I ask because although these companies employ both introverts and extroverts, the sales training that they deliver is invariably designed for the strengths of one personality type only; extrovert.
One example is the luxury sector. Specifically, small goods, spa, hospitality, beauty products and electronics. Every day, in various business news reports we read about the financial and customer challenges that exist in these areas. They’re all the same. Revenue is being lost due to customer defection or online sales. Competitors are smaller, nimble and tapped in to the needs of the public. For the luxury sector, the need to maximize the engagement of their customer-facing teams is critical. But the training that their teams currently undergo is not designed to meet that challenge.
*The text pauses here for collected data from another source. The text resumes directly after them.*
use rand::Rng;

use super::eligibility::{eligible_candidates, AssignmentView};
use super::normalize::ProviderRequest;
use super::tie_break::pick_candidate;
use super::types::{ProviderState, Rank};

/// Provider index per rank, for one day
pub type DayAssignment = [Option<usize>; 4];

/// Walks every (day, rank) pair in order and commits one pick per slot
pub struct SlotAssigner<'a, R> {
    requests: &'a [ProviderRequest],
    targets: &'a [u32],
    states: Vec<ProviderState>,
    assigned_today: Vec<bool>,
    rng: R,
}

impl<'a, R: Rng> SlotAssigner<'a, R> {
    pub fn new(requests: &'a [ProviderRequest], targets: &'a [u32], rng: R) -> Self {
        Self {
            requests,
            targets,
            states: vec![ProviderState::default(); requests.len()],
            assigned_today: vec![false; requests.len()],
            rng,
        }
    }

    /// Fills `num_days` days and returns them along with the final per-provider state
    pub fn run(mut self, num_days: usize) -> (Vec<DayAssignment>, Vec<ProviderState>) {
        let days = (0..num_days).map(|day| self.fill_day(day)).collect();
        (days, self.states)
    }

    fn fill_day(&mut self, day: usize) -> DayAssignment {
        self.assigned_today.iter_mut().for_each(|a| *a = false);

        let mut slots: DayAssignment = [None; 4];
        for rank in Rank::ALL {
            let view = AssignmentView {
                requests: self.requests,
                states: &self.states,
                assigned_today: &self.assigned_today,
            };
            let candidates = eligible_candidates(&view, day, rank);
            match pick_candidate(&candidates, self.targets, &self.states, &mut self.rng) {
                Some(provider) => {
                    self.commit(provider, day, rank);
                    slots[rank.index()] = Some(provider);
                }
                None => {
                    tracing::debug!(day, %rank, "No eligible provider, slot left unfilled");
                }
            }
        }
        slots
    }

    fn commit(&mut self, provider: usize, day: usize, rank: Rank) {
        self.states[provider].record(rank, day);
        self.assigned_today[provider] = true;
        tracing::trace!(day, %rank, provider = %self.requests[provider].name, "Assigned");
    }
}

#[cfg(test)]
mod tests {
    use super::*;
    use rand::rngs::StdRng;
    use rand::SeedableRng;
    use std::collections::BTreeSet;

    fn request(name: &str, requested: u32) -> ProviderRequest {
        ProviderRequest {
            name: name.to_string(),
            requested,
            unavailable: BTreeSet::new(),
            admin_available: BTreeSet::new(),
            admin_assigned: BTreeSet::new(),
            preferred: BTreeSet::new(),
        }
    }

    #[test]
    fn test_single_provider_alternates_through_third() {
        // Alone, a provider can only take First; the next day is locked.
        let requests = vec![request("solo", 1)];
        let targets = vec![4];
        let (days, states) = SlotAssigner::new(&requests, &targets, StdRng::seed_from_u64(3)).run(4);

        assert_eq!(days[0], [Some(0), None, None, None]);
        assert_eq!(days[1], [None, None, None, None]);
        assert_eq!(days[2], [Some(0), None, None, None]);
        assert_eq!(states[0].total, 2);
    }

    #[test]
    fn test_third_holder_may_return_next_day() {
        // Three providers fill First..Third; only the Third holder can work day 1.
        let requests = vec![request("a", 1), request("b", 1), request("c", 1)];
        let targets = vec![4, 4, 4];
        let (days, states) = SlotAssigner::new(&requests, &targets, StdRng::seed_from_u64(11)).run(2);

        let third = days[0][Rank::Third.index()].unwrap();
        assert_eq!(days[0][Rank::Admin.index()], None);
        assert_eq!(days[1][Rank::First.index()], Some(third));
        assert_eq!(days[1][Rank::Second.index()], None);
        assert_eq!(states.iter().map(|s| s.total).sum::<u32>(), 4);
    }
}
It’s not necessarily the fault of senior management, many of whom are in their 60’s and older. They grew up in an era of big personality super salespersons like Zig Zigler or Mary Kay Ash. Hyper enthusiasm and glib conversation was the standard good sales people were measured by. For the mentees of these C-suiters age 50 plus, movies like Jerry Maguire and Glengarry Glen Ross served to perpetuate the image that an extroverted personality was necessary to selling success.
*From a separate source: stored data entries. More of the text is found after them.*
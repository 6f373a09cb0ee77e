use csv::WriterBuilder;
use std::io::Write;
use std::path::Path;

use crate::error::IngestError;
use crate::parser::AvailabilityRecord;
use crate::schedule::{Rank, Schedule};

const SUBMISSION_HEADERS: [&str; 8] = [
    "name",
    "births",
    "month",
    "year",
    "unavailable",
    "admin_days",
    "admin_available",
    "preferred",
];

fn join<I, S>(values: I) -> String
where
    I: IntoIterator<Item = S>,
    S: ToString,
{
    values
        .into_iter()
        .map(|v| v.to_string())
        .collect::<Vec<_>>()
        .join(", ")
}

/// Writes submissions in the same CSV layout `parser::read_submissions` accepts
pub fn write_submissions<W: Write>(
    records: &[AvailabilityRecord],
    writer: W,
) -> Result<(), IngestError> {
    let mut wtr = WriterBuilder::new().from_writer(writer);
    wtr.write_record(SUBMISSION_HEADERS)?;

    for record in records {
        wtr.write_record([
            record.name.clone(),
            record.requested.to_string(),
            record.month.to_string(),
            record.year.to_string(),
            join(&record.unavailable),
            join(&record.admin_assigned),
            join(&record.admin_available),
            join(&record.preferred),
        ])?;
    }

    wtr.flush()?;
    Ok(())
}

/// Writes the roster as one row per day, leaving unfilled slots blank
pub fn write_schedule_csv<W: Write>(schedule: &Schedule, writer: W) -> Result<(), IngestError> {
    let mut wtr = WriterBuilder::new().from_writer(writer);

    let mut header = vec!["Date"];
    header.extend(Rank::ALL.iter().map(|r| r.label()));
    wtr.write_record(&header)?;

    for day in &schedule.days {
        let mut row = vec![day.label.as_str()];
        row.extend(Rank::ALL.iter().map(|&r| day.get(r).unwrap_or("")));
        wtr.write_record(&row)?;
    }

    wtr.flush()?;
    Ok(())
}

pub fn save_schedule_csv(schedule: &Schedule, csv_path: &Path) -> Result<(), IngestError> {
    let file = std::fs::File::create(csv_path)?;
    write_schedule_csv(schedule, file)
}
use rand::seq::SliceRandom;
use rand::Rng;

use super::types::ProviderState;

/// How far a provider sits below (positive) or above (negative) their fair share
pub fn fairness_gap(target: u32, assigned: u32) -> i64 {
    i64::from(target) - i64::from(assigned)
}

/// Picks the candidate furthest below target, breaking ties with `rng`
///
/// `candidates` must be in a stable order for a seeded `rng` to reproduce the pick.
pub fn pick_candidate<R: Rng + ?Sized>(
    candidates: &[usize],
    targets: &[u32],
    states: &[ProviderState],
    rng: &mut R,
) -> Option<usize> {
    let gap = |p: usize| fairness_gap(targets[p], states[p].total);

    let best = candidates.iter().map(|&p| gap(p)).max()?;
    let leaders: Vec<usize> = candidates
        .iter()
        .copied()
        .filter(|&p| gap(p) == best)
        .collect();

    leaders.choose(rng).copied()
}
Today however, the internet has made our view of the world and the people in it much broader. We’re not as accepting of “used car salesman” types. We’re seeking out sales people who can listen well and understand our needs. And if we can’t find them, we have the option of making our product purchases on-line.
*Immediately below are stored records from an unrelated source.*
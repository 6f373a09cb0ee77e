use super::normalize::ProviderRequest;

/// Rounds `requested / sum * total_slots` to the nearest integer, halves away from zero
pub fn proportional_share(requested: u32, sum: u64, total_slots: u64) -> u32 {
    if sum == 0 {
        return 0;
    }
    let numerator = 2 * u64::from(requested) * total_slots + sum;
    (numerator / (2 * sum)) as u32
}

/// Fair-share slot counts, aligned with `requests`
pub fn proportional_targets(requests: &[ProviderRequest], total_slots: usize) -> Vec<u32> {
    let sum: u64 = requests.iter().map(|r| u64::from(r.requested)).sum();
    requests
        .iter()
        .map(|r| proportional_share(r.requested, sum, total_slots as u64))
        .collect()
}

#[cfg(test)]
mod tests {
    use super::*;
    use std::collections::BTreeSet;

    fn request(name: &str, requested: u32) -> ProviderRequest {
        ProviderRequest {
            name: name.to_string(),
            requested,
            unavailable: BTreeSet::new(),
            admin_available: BTreeSet::new(),
            admin_assigned: BTreeSet::new(),
            preferred: BTreeSet::new(),
        }
    }

    #[test]
    fn test_targets_follow_requested_ratio() {
        let requests = vec![request("a", 10), request("b", 5), request("c", 5)];
        assert_eq!(proportional_targets(&requests, 40), vec![20, 10, 10]);
    }

    #[test]
    fn test_zero_demand_gives_zero_targets() {
        let requests = vec![request("a", 0), request("b", 0)];
        assert_eq!(proportional_targets(&requests, 120), vec![0, 0]);
    }

    #[test]
    fn test_halves_round_away_from_zero() {
        // 1/4 of 10 = 2.5, 3/4 of 10 = 7.5
        assert_eq!(proportional_share(1, 4, 10), 3);
        assert_eq!(proportional_share(3, 4, 10), 8);
        // 1/3 of 10 = 3.33, 2/3 of 10 = 6.67
        assert_eq!(proportional_share(1, 3, 10), 3);
        assert_eq!(proportional_share(2, 3, 10), 7);
    }
}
Savvy companies, must recognize that today’s customers are different, both internal and external. Sales training must be adapted to answer the needs of both. With customer retention one of the concerns that keeps C-suite up at night, employee training which emphasizes engagement is the secret sauce that can help keep clients coming back. When it is designed to build upon the natural strengths of introverts as well as extroverts, it can influence them from not jumping ship.
Why Introverts Can Sell
When I worked at a high end spa I consistently sold $5000 per month without trying. The monthly average was $2000. I’m an introvert so hard selling is not in my nature. I hate the idea of invading my customer’s mental, physical or emotional space.
But what I discovered as my client base grew is that everyone wants to be acknowledged and heard. If you can listen well and respond accordingly, you can sell lots of products. It’s that simple.
The best sales training amplifies these qualities that introverts naturally possess:
Listening Ability: engaging well to determine the needs of customers and matching those needs to a product or service.
Composure: a steady calm and self-control, both of which put potential customers at ease.
Relationship Building: tending to the needs of customers so satisfactorily that it generates long term retention and loyalty.
Focusing upon these in a safe learning space will yield an exponentially more confident employee team and help to generate dramatic retail revenue results.